Обратите внимание, как строится ход рассуждения — эти связи имеют следствие:
…они создают одновременно обязанности по отношению к объекту, которые мы не осмеливаемся нарушать из страха, что о нас плохо подумают, тогда как позже мы осмелимся, поскольку высвободившись из нас, объект не будет уже нами; в действительности это лишь наш долг по отношению к самим себе (III,98).
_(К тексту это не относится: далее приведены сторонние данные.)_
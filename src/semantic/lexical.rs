//! Lexical (fuzzy string) retrieval over a code catalog.
//!
//! Each catalog entry is matched through its `"{code} {description}"` search
//! string. Scores are percentages in [0, 100] and are never compared with
//! semantic similarities.
//!
//! `WeightedRatio` blends several string-similarity heuristics and keeps the
//! best one, discounting the partial and token-based variants so that a full
//! match still outranks a fragment:
//! - `ratio`: indel similarity of the processed strings
//! - `partial_ratio`: best window of the longer string against the shorter
//! - `token_sort_ratio`: word order ignored
//! - `token_set_ratio`: shared words against the leftovers
//! - subsequence match (nucleo) for abbreviations and partial codes

use std::cell::RefCell;
use std::cmp::Ordering;

use nucleo_matcher::{Config, Matcher, Utf32Str};
use rayon::prelude::*;

use crate::catalog::Catalog;

/// Below this length ratio the strings are compared whole.
const PARTIAL_LENGTH_RATIO: f64 = 1.5;

/// Above this length ratio partial matches are discounted further.
const FAR_LENGTH_RATIO: f64 = 8.0;

const TOKEN_SCALE: f64 = 0.95;
const SUBSEQUENCE_SCALE: f64 = 0.8;

/// Catalogs at least this large are scored in parallel.
const PARALLEL_MIN_ENTRIES: usize = 2048;

/// A string-similarity scorer returning a percentage.
pub trait LexicalScorer: Send + Sync {
    /// Similarity of `query` to `candidate` in [0, 100]. Must be deterministic.
    fn score(&self, query: &str, candidate: &str) -> f64;
}

/// Lexical hit for a catalog entry.
#[derive(Debug, Clone, PartialEq)]
pub struct LexicalResult {
    /// Position in the catalog
    pub position: usize,
    pub code: String,
    pub description: String,
    /// Percentage in [0, 100]
    pub score: f64,
}

/// Score every catalog entry against `query` and return the best `limit`.
///
/// Results are sorted by score descending, catalog order breaking ties.
/// Entries scoring zero are dropped.
pub fn search(
    query: &str,
    catalog: &Catalog,
    limit: usize,
    scorer: &dyn LexicalScorer,
) -> Vec<LexicalResult> {
    if query.trim().is_empty() || limit == 0 || catalog.is_empty() {
        return vec![];
    }

    let score_entry = |position: usize| -> Option<(usize, f64)> {
        let score = scorer.score(query, &catalog.search_text(position));
        (score > 0.0).then_some((position, score))
    };

    let mut scored: Vec<(usize, f64)> = if catalog.len() >= PARALLEL_MIN_ENTRIES {
        (0..catalog.len()).into_par_iter().filter_map(score_entry).collect()
    } else {
        (0..catalog.len()).filter_map(score_entry).collect()
    };

    scored.sort_by(|a, b| {
        b.1.partial_cmp(&a.1)
            .unwrap_or(Ordering::Equal)
            .then_with(|| a.0.cmp(&b.0))
    });
    scored.truncate(limit);

    scored
        .into_iter()
        .map(|(position, score)| {
            let entry = &catalog.entries()[position];
            LexicalResult {
                position,
                code: entry.code.clone(),
                description: entry.description.clone(),
                score,
            }
        })
        .collect()
}

/// Composite weighted string similarity.
#[derive(Debug, Clone, Copy, Default)]
pub struct WeightedRatio;

thread_local! {
    static MATCHER: RefCell<Matcher> = RefCell::new(Matcher::new(Config::DEFAULT));
}

impl LexicalScorer for WeightedRatio {
    fn score(&self, query: &str, candidate: &str) -> f64 {
        let a = process(query);
        let b = process(candidate);
        if a.is_empty() || b.is_empty() {
            return 0.0;
        }

        let len_a = a.chars().count() as f64;
        let len_b = b.chars().count() as f64;
        let len_ratio = len_a.max(len_b) / len_a.min(len_b);

        let whole = ratio(&a, &b);

        if len_ratio < PARTIAL_LENGTH_RATIO {
            return whole
                .max(token_sort_ratio(&a, &b) * TOKEN_SCALE)
                .max(token_set_ratio(&a, &b) * TOKEN_SCALE)
                .min(100.0);
        }

        let partial_scale = if len_ratio < FAR_LENGTH_RATIO { 0.9 } else { 0.6 };

        whole
            .max(partial_ratio(&a, &b) * partial_scale)
            .max(token_set_ratio(&a, &b) * TOKEN_SCALE * partial_scale)
            .max(subsequence_ratio(&a, &b) * SUBSEQUENCE_SCALE * partial_scale)
            .min(100.0)
    }
}

/// Lowercase, replace everything but letters and digits with spaces, collapse.
fn process(s: &str) -> String {
    s.chars()
        .map(|c| if c.is_alphanumeric() { c } else { ' ' })
        .collect::<String>()
        .split_whitespace()
        .map(|t| t.to_lowercase())
        .collect::<Vec<_>>()
        .join(" ")
}

/// Indel similarity: 2 * LCS / (len_a + len_b), as a percentage.
fn ratio(a: &str, b: &str) -> f64 {
    let a: Vec<char> = a.chars().collect();
    let b: Vec<char> = b.chars().collect();
    ratio_chars(&a, &b)
}

fn ratio_chars(a: &[char], b: &[char]) -> f64 {
    let total = a.len() + b.len();
    if total == 0 || a.is_empty() || b.is_empty() {
        return 0.0;
    }
    200.0 * lcs_len(a, b) as f64 / total as f64
}

/// Longest common subsequence length, two-row dynamic programming.
fn lcs_len(a: &[char], b: &[char]) -> usize {
    let mut prev = vec![0usize; b.len() + 1];
    let mut curr = vec![0usize; b.len() + 1];

    for &ca in a {
        for (j, &cb) in b.iter().enumerate() {
            curr[j + 1] = if ca == cb {
                prev[j] + 1
            } else {
                curr[j].max(prev[j + 1])
            };
        }
        std::mem::swap(&mut prev, &mut curr);
    }

    prev[b.len()]
}

/// Best `ratio` of the shorter string against same-length windows of the
/// longer one. Windows start at word boundaries plus one flush with the end.
fn partial_ratio(a: &str, b: &str) -> f64 {
    let (short, long) = if a.chars().count() <= b.chars().count() {
        (a, b)
    } else {
        (b, a)
    };
    if short.is_empty() {
        return 0.0;
    }
    if long.contains(short) {
        return 100.0;
    }

    let short: Vec<char> = short.chars().collect();
    let long: Vec<char> = long.chars().collect();
    let width = short.len();

    let mut starts: Vec<usize> = (0..long.len())
        .filter(|&i| i == 0 || long[i - 1] == ' ')
        .collect();
    starts.push(long.len().saturating_sub(width));

    starts
        .into_iter()
        .map(|start| {
            let end = (start + width).min(long.len());
            ratio_chars(&short, &long[start..end])
        })
        .fold(0.0, f64::max)
}

fn sorted_tokens(s: &str) -> Vec<&str> {
    let mut tokens: Vec<&str> = s.split(' ').filter(|t| !t.is_empty()).collect();
    tokens.sort_unstable();
    tokens
}

fn token_sort_ratio(a: &str, b: &str) -> f64 {
    ratio(&sorted_tokens(a).join(" "), &sorted_tokens(b).join(" "))
}

/// Compares the shared words against each side's full word set.
fn token_set_ratio(a: &str, b: &str) -> f64 {
    let mut tokens_a = sorted_tokens(a);
    let mut tokens_b = sorted_tokens(b);
    tokens_a.dedup();
    tokens_b.dedup();

    let common: Vec<&str> = tokens_a
        .iter()
        .filter(|t| tokens_b.contains(t))
        .copied()
        .collect();
    let only_a: Vec<&str> = tokens_a
        .iter()
        .filter(|t| !common.contains(t))
        .copied()
        .collect();
    let only_b: Vec<&str> = tokens_b
        .iter()
        .filter(|t| !common.contains(t))
        .copied()
        .collect();

    if !common.is_empty() && (only_a.is_empty() || only_b.is_empty()) {
        return 100.0;
    }

    let sect = common.join(" ");
    let join = |rest: &[&str]| {
        if sect.is_empty() {
            rest.join(" ")
        } else {
            format!("{} {}", sect, rest.join(" "))
        }
    };
    let combined_a = join(&only_a);
    let combined_b = join(&only_b);

    let mut best = ratio(&combined_a, &combined_b);
    if !sect.is_empty() {
        best = best.max(ratio(&sect, &combined_a)).max(ratio(&sect, &combined_b));
    }
    best
}

/// Subsequence match of the shorter string inside the longer one, relative
/// to the score of a perfect match.
fn subsequence_ratio(a: &str, b: &str) -> f64 {
    let (needle, haystack) = if a.len() <= b.len() { (a, b) } else { (b, a) };

    MATCHER.with(|matcher| {
        let mut matcher = matcher.borrow_mut();
        let mut needle_buf = Vec::new();
        let mut self_buf = Vec::new();
        let mut haystack_buf = Vec::new();

        let perfect = matcher.fuzzy_match(
            Utf32Str::new(needle, &mut self_buf),
            Utf32Str::new(needle, &mut needle_buf),
        );
        let actual = matcher.fuzzy_match(
            Utf32Str::new(haystack, &mut haystack_buf),
            Utf32Str::new(needle, &mut needle_buf),
        );

        match (perfect, actual) {
            (Some(perfect), Some(actual)) if perfect > 0 => {
                (100.0 * actual as f64 / perfect as f64).min(100.0)
            }
            _ => 0.0,
        }
    })
}
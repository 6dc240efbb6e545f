//! Retrieval building blocks for code suggestion.
//!
//! # Architecture
//!
//! - `embeddings`: Wraps fastembed for query and corpus embedding
//! - `index`: In-memory embedding matrix with top-k dot-product search
//! - `storage`: Binary file I/O for the per-family embedding store
//! - `lexical`: Fuzzy string scoring over the code catalog
//! - `hybrid`: Threshold gate and merge of semantic and lexical candidates

pub mod embeddings;
pub mod hybrid;
pub mod index;
pub mod lexical;
pub mod storage;

pub use embeddings::{embed_query, model_id, EmbeddingError, EmbeddingModel, QueryEmbedder};
pub use hybrid::{merge_candidates, needs_lexical, Score, SuggestMethod, Suggestion};
pub use index::{EmbeddingMatrix, IndexError, SearchResult};
pub use lexical::{LexicalResult, LexicalScorer, WeightedRatio};
pub use storage::{EmbeddingStorage, StoreError};
//! Code registry: owns the loaded catalogs, embedding stores and model.
//!
//! Provides the public suggestion entry points:
//! - Lazy-loads each family's catalog and embedding store on first use
//! - Lazy-loads the embedding model once and shares it across families
//! - Applies the hybrid threshold policy per family
//!
//! Every cache slot is a `Mutex<Option<Arc<_>>>`. The lock is held while the
//! slot is filled, so concurrent first use loads exactly once, and afterwards
//! only long enough to clone the `Arc`. Queries run on the shared immutable
//! data without holding any lock. `clear_cache` empties the slots; queries
//! already running keep their own `Arc` and finish on the old data.

use std::path::PathBuf;
use std::sync::{Arc, Mutex};
use std::time::{Duration, Instant};

use crate::catalog::{Catalog, CatalogError};
use crate::config::{Config, Thresholds};
use crate::family::CodeFamily;
use crate::semantic::embeddings::{embed_query, model_id, EmbeddingError, EmbeddingModel, QueryEmbedder};
use crate::semantic::hybrid::{merge_candidates, needs_lexical, SuggestMethod, Suggestion};
use crate::semantic::index::{EmbeddingMatrix, IndexError};
use crate::semantic::lexical::{self, LexicalScorer, WeightedRatio};
use crate::semantic::storage::{EmbeddingStorage, StoreError};

/// Builds the query embedder on first semantic use.
pub type EmbedderFactory =
    Box<dyn Fn() -> Result<Arc<dyn QueryEmbedder>, EmbeddingError> + Send + Sync>;

/// Errors surfaced by suggestion operations.
#[derive(Debug, thiserror::Error)]
pub enum SuggestError {
    #[error(transparent)]
    Catalog(#[from] CatalogError),

    #[error(transparent)]
    Store(#[from] StoreError),

    #[error(transparent)]
    Index(#[from] IndexError),

    #[error(transparent)]
    Embedding(#[from] EmbeddingError),

    #[error("Internal error: {0}")]
    Internal(String),
}

/// Coarse classification of a `SuggestError`.
#[derive(Debug, Clone, Copy, PartialEq, Eq)]
pub enum ErrorKind {
    /// A required artifact or model is missing or unreadable
    Configuration,
    /// Artifacts violate a structural invariant and must be regenerated
    CorruptData,
    /// The query itself cannot be processed
    InvalidInput,
    Internal,
}

impl SuggestError {
    pub fn kind(&self) -> ErrorKind {
        match self {
            SuggestError::Catalog(CatalogError::Parse { .. }) => ErrorKind::CorruptData,
            SuggestError::Catalog(_) => ErrorKind::Configuration,
            SuggestError::Store(StoreError::Corrupt { .. } | StoreError::ModelMismatch { .. }) => {
                ErrorKind::CorruptData
            }
            SuggestError::Store(_) => ErrorKind::Configuration,
            SuggestError::Index(_) => ErrorKind::CorruptData,
            SuggestError::Embedding(EmbeddingError::EmptyInput) => ErrorKind::InvalidInput,
            SuggestError::Embedding(EmbeddingError::EmbeddingFailed(_)) => ErrorKind::Internal,
            SuggestError::Embedding(_) => ErrorKind::Configuration,
            SuggestError::Internal(_) => ErrorKind::Internal,
        }
    }
}

type Slot<T> = Mutex<Option<Arc<T>>>;

/// Per-family cache slots.
#[derive(Default)]
struct FamilySlots {
    catalog: Slot<Catalog>,
    matrix: Slot<EmbeddingMatrix>,
}

/// Owned cache of everything a suggestion needs.
pub struct CodeRegistry {
    data_dir: PathBuf,
    storage: EmbeddingStorage,
    thresholds: Thresholds,
    overfetch_factor: usize,
    /// Model id stores must carry, when verification is on
    expected_model: Option<[u8; 32]>,
    embedder_factory: EmbedderFactory,
    scorer: Arc<dyn LexicalScorer>,
    embedder: Slot<dyn QueryEmbedder>,
    diagnosis: FamilySlots,
    procedure: FamilySlots,
}

impl CodeRegistry {
    /// Registry backed by the configured fastembed model and `WeightedRatio`.
    ///
    /// Nothing is loaded until the first query or `preload`.
    pub fn new(config: &Config) -> Self {
        let model = config.model.clone();
        let cache_dir = config.base_path().to_path_buf();
        let timeout = Duration::from_secs(config.download_timeout_secs);

        let factory: EmbedderFactory = Box::new(move || {
            let model = EmbeddingModel::new(&model, cache_dir.clone(), Some(timeout))?;
            Ok(Arc::new(model) as Arc<dyn QueryEmbedder>)
        });

        Self::with_components(config, factory, Arc::new(WeightedRatio))
    }

    /// Registry with an injected embedder factory and lexical scorer.
    pub fn with_components(
        config: &Config,
        embedder_factory: EmbedderFactory,
        scorer: Arc<dyn LexicalScorer>,
    ) -> Self {
        let data_dir = config.data_path();
        Self {
            storage: EmbeddingStorage::new(data_dir.clone()),
            data_dir,
            thresholds: config.thresholds.clone(),
            overfetch_factor: config.overfetch_factor.max(1),
            expected_model: config.verify_model.then(|| model_id(&config.model)),
            embedder_factory,
            scorer,
            embedder: Mutex::new(None),
            diagnosis: FamilySlots::default(),
            procedure: FamilySlots::default(),
        }
    }

    pub fn storage(&self) -> &EmbeddingStorage {
        &self.storage
    }

    fn slots(&self, family: CodeFamily) -> &FamilySlots {
        match family {
            CodeFamily::Diagnosis => &self.diagnosis,
            CodeFamily::Procedure => &self.procedure,
        }
    }

    /// Suggest up to `limit` codes of `family` for free-text `query`.
    ///
    /// An empty or whitespace-only query yields no suggestions. Missing or
    /// corrupt artifacts are reported as errors, never as an empty result.
    pub fn suggest(
        &self,
        query: &str,
        family: CodeFamily,
        limit: usize,
        method: SuggestMethod,
    ) -> Result<Vec<Suggestion>, SuggestError> {
        if query.trim().is_empty() {
            log::debug!("Empty {} query, nothing to suggest", family);
            return Ok(vec![]);
        }

        match method {
            SuggestMethod::Semantic => self.semantic_suggest(query, family, limit),
            SuggestMethod::Fuzzy => self.fuzzy_suggest(query, family, limit),
            SuggestMethod::Hybrid => self.hybrid_suggest(query, family, limit),
        }
    }

    /// Semantic-only suggestions. An empty query is an `EmbeddingError::EmptyInput`.
    pub fn semantic_suggest(
        &self,
        query: &str,
        family: CodeFamily,
        limit: usize,
    ) -> Result<Vec<Suggestion>, SuggestError> {
        let matrix = self.matrix(family)?;
        let catalog = self.catalog(family)?;
        let embedder = self.embedder()?;

        let vector = embed_query(embedder.as_ref(), query)?;
        let results = matrix.search(&vector, limit)?;

        Ok(results
            .into_iter()
            .map(|result| {
                if !catalog.contains(&result.code) {
                    log::warn!("{} code {} has no catalog description", family, result.code);
                }
                let description = catalog.description(&result.code);
                Suggestion::from_semantic(result, description)
            })
            .collect())
    }

    /// Lexical-only suggestions over `"{code} {description}"`.
    pub fn fuzzy_suggest(
        &self,
        query: &str,
        family: CodeFamily,
        limit: usize,
    ) -> Result<Vec<Suggestion>, SuggestError> {
        let catalog = self.catalog(family)?;
        let results = lexical::search(query, &catalog, limit, self.scorer.as_ref());
        Ok(results.into_iter().map(Suggestion::from_lexical).collect())
    }

    fn hybrid_suggest(
        &self,
        query: &str,
        family: CodeFamily,
        limit: usize,
    ) -> Result<Vec<Suggestion>, SuggestError> {
        let threshold = self.thresholds.for_family(family);
        let mut semantic =
            self.semantic_suggest(query, family, limit.saturating_mul(self.overfetch_factor))?;

        if needs_lexical(&semantic, threshold) {
            log::debug!(
                "Semantic {} match under threshold {} ({} candidates), adding lexical results",
                family,
                threshold,
                semantic.len()
            );
            let lexical = self.fuzzy_suggest(query, family, limit)?;
            return Ok(merge_candidates(semantic, lexical, limit));
        }

        log::debug!("Semantic {} match above threshold {}", family, threshold);
        semantic.truncate(limit);
        Ok(semantic)
    }

    /// The catalog of `family`, loading it on first use.
    pub fn catalog(&self, family: CodeFamily) -> Result<Arc<Catalog>, SuggestError> {
        let path = self.data_dir.join(family.catalog_file());
        get_or_load(&self.slots(family).catalog, || {
            Ok(Arc::new(Catalog::load(&path, family.as_str())?))
        })
    }

    /// The embedding store of `family`, loading it on first use.
    pub fn matrix(&self, family: CodeFamily) -> Result<Arc<EmbeddingMatrix>, SuggestError> {
        get_or_load(&self.slots(family).matrix, || {
            let start = Instant::now();
            let matrix = self.storage.load(family, self.expected_model.as_ref())?;
            log::info!(
                "Loaded {} {} embeddings ({} dimensions) in {:?}",
                matrix.len(),
                family,
                matrix.dimensions(),
                start.elapsed()
            );
            Ok(Arc::new(matrix))
        })
    }

    fn embedder(&self) -> Result<Arc<dyn QueryEmbedder>, SuggestError> {
        get_or_load(&self.embedder, || {
            let start = Instant::now();
            let embedder = (self.embedder_factory)()?;
            log::info!(
                "Embedding model '{}' ready in {:?}",
                embedder.model_name(),
                start.elapsed()
            );
            Ok(embedder)
        })
    }

    /// Eagerly load the catalog, embedding store and model for `family`.
    pub fn preload(&self, family: CodeFamily) -> Result<(), SuggestError> {
        self.catalog(family)?;
        self.matrix(family)?;
        self.embedder()?;
        Ok(())
    }

    /// Whether both the catalog and the embedding store of `family` are cached.
    pub fn is_loaded(&self, family: CodeFamily) -> bool {
        let slots = self.slots(family);
        is_filled(&slots.catalog) && is_filled(&slots.matrix)
    }

    pub fn is_model_loaded(&self) -> bool {
        is_filled(&self.embedder)
    }

    /// Drop every cached catalog, store and the model. The next query reloads.
    pub fn clear_cache(&self) {
        for family in CodeFamily::ALL {
            let slots = self.slots(family);
            clear(&slots.catalog);
            clear(&slots.matrix);
        }
        clear(&self.embedder);
        log::debug!("Cleared code registry cache");
    }
}

/// Clone the cached value, or fill the slot with `load` under its lock.
fn get_or_load<T, F>(slot: &Slot<T>, load: F) -> Result<Arc<T>, SuggestError>
where
    T: ?Sized,
    F: FnOnce() -> Result<Arc<T>, SuggestError>,
{
    let mut guard = slot
        .lock()
        .map_err(|e| SuggestError::Internal(format!("Lock poisoned: {}", e)))?;

    if let Some(value) = guard.as_ref() {
        return Ok(Arc::clone(value));
    }

    let value = load()?;
    *guard = Some(Arc::clone(&value));
    Ok(value)
}

fn is_filled<T: ?Sized>(slot: &Slot<T>) -> bool {
    slot.lock().map(|guard| guard.is_some()).unwrap_or(false)
}

fn clear<T: ?Sized>(slot: &Slot<T>) {
    // a poisoned slot is emptied too
    let mut guard = match slot.lock() {
        Ok(guard) => guard,
        Err(poisoned) => poisoned.into_inner(),
    };
    *guard = None;
}

#[cfg(test)]
mod tests {
    use super::*;

    #[test]
    fn test_error_kinds() {
        let missing = SuggestError::from(StoreError::NotFound {
            family: CodeFamily::Diagnosis,
            path: PathBuf::from("icd10_embeddings.bin"),
        });
        assert_eq!(missing.kind(), ErrorKind::Configuration);

        let corrupt = SuggestError::from(StoreError::Corrupt {
            path: PathBuf::from("icd10_embeddings.bin"),
            reason: "3 codes vs 2 rows".to_string(),
        });
        assert_eq!(corrupt.kind(), ErrorKind::CorruptData);

        let empty = SuggestError::from(EmbeddingError::EmptyInput);
        assert_eq!(empty.kind(), ErrorKind::InvalidInput);

        let model = SuggestError::from(EmbeddingError::ModelUnavailable("offline".into()));
        assert_eq!(model.kind(), ErrorKind::Configuration);
    }

    #[test]
    fn test_store_error_message_is_passed_through() {
        let err = SuggestError::from(StoreError::NotFound {
            family: CodeFamily::Procedure,
            path: PathBuf::from("/data/cpt4_embeddings.bin"),
        });
        let message = err.to_string();
        assert!(message.contains("/data/cpt4_embeddings.bin"));
        assert!(message.contains("medcode build-index --family procedure"));
    }

    #[test]
    fn test_get_or_load_loads_once() {
        let slot: Slot<usize> = Mutex::new(None);
        let mut calls = 0;

        let first = get_or_load(&slot, || {
            calls += 1;
            Ok(Arc::new(7))
        })
        .unwrap();
        let second = get_or_load(&slot, || -> Result<Arc<usize>, SuggestError> {
            unreachable!("slot already filled")
        })
        .unwrap();

        assert_eq!(calls, 1);
        assert!(Arc::ptr_eq(&first, &second));

        clear(&slot);
        assert!(!is_filled(&slot));
    }

    #[test]
    fn test_failed_load_leaves_slot_empty() {
        let slot: Slot<usize> = Mutex::new(None);
        let result = get_or_load(&slot, || Err(SuggestError::Internal("boom".into())));
        assert!(result.is_err());
        assert!(!is_filled(&slot));
    }
}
Значит, в действительности то, в чем я считаю себя обязанным по отношению к другому существу, является обязанностью по отношению ко мне. Это острое жало бесконечности или абсолюта, луч черного солнца показывает себя. Не сам он виден, а видна обязанность к другому объекту, когда невозможно нарушить клятву перед лицом другого. Голос нас самих, взывающий в терминах обязанности и идущий от другого существа, как во сне. Когда нам снится сон и нам что-то говорят, а на самом деле все персонажи сна есть мы сами, разыгрывающие в чужих масках какие-то неосознанные роли нашей собственной душевной жизни, положения нашей души.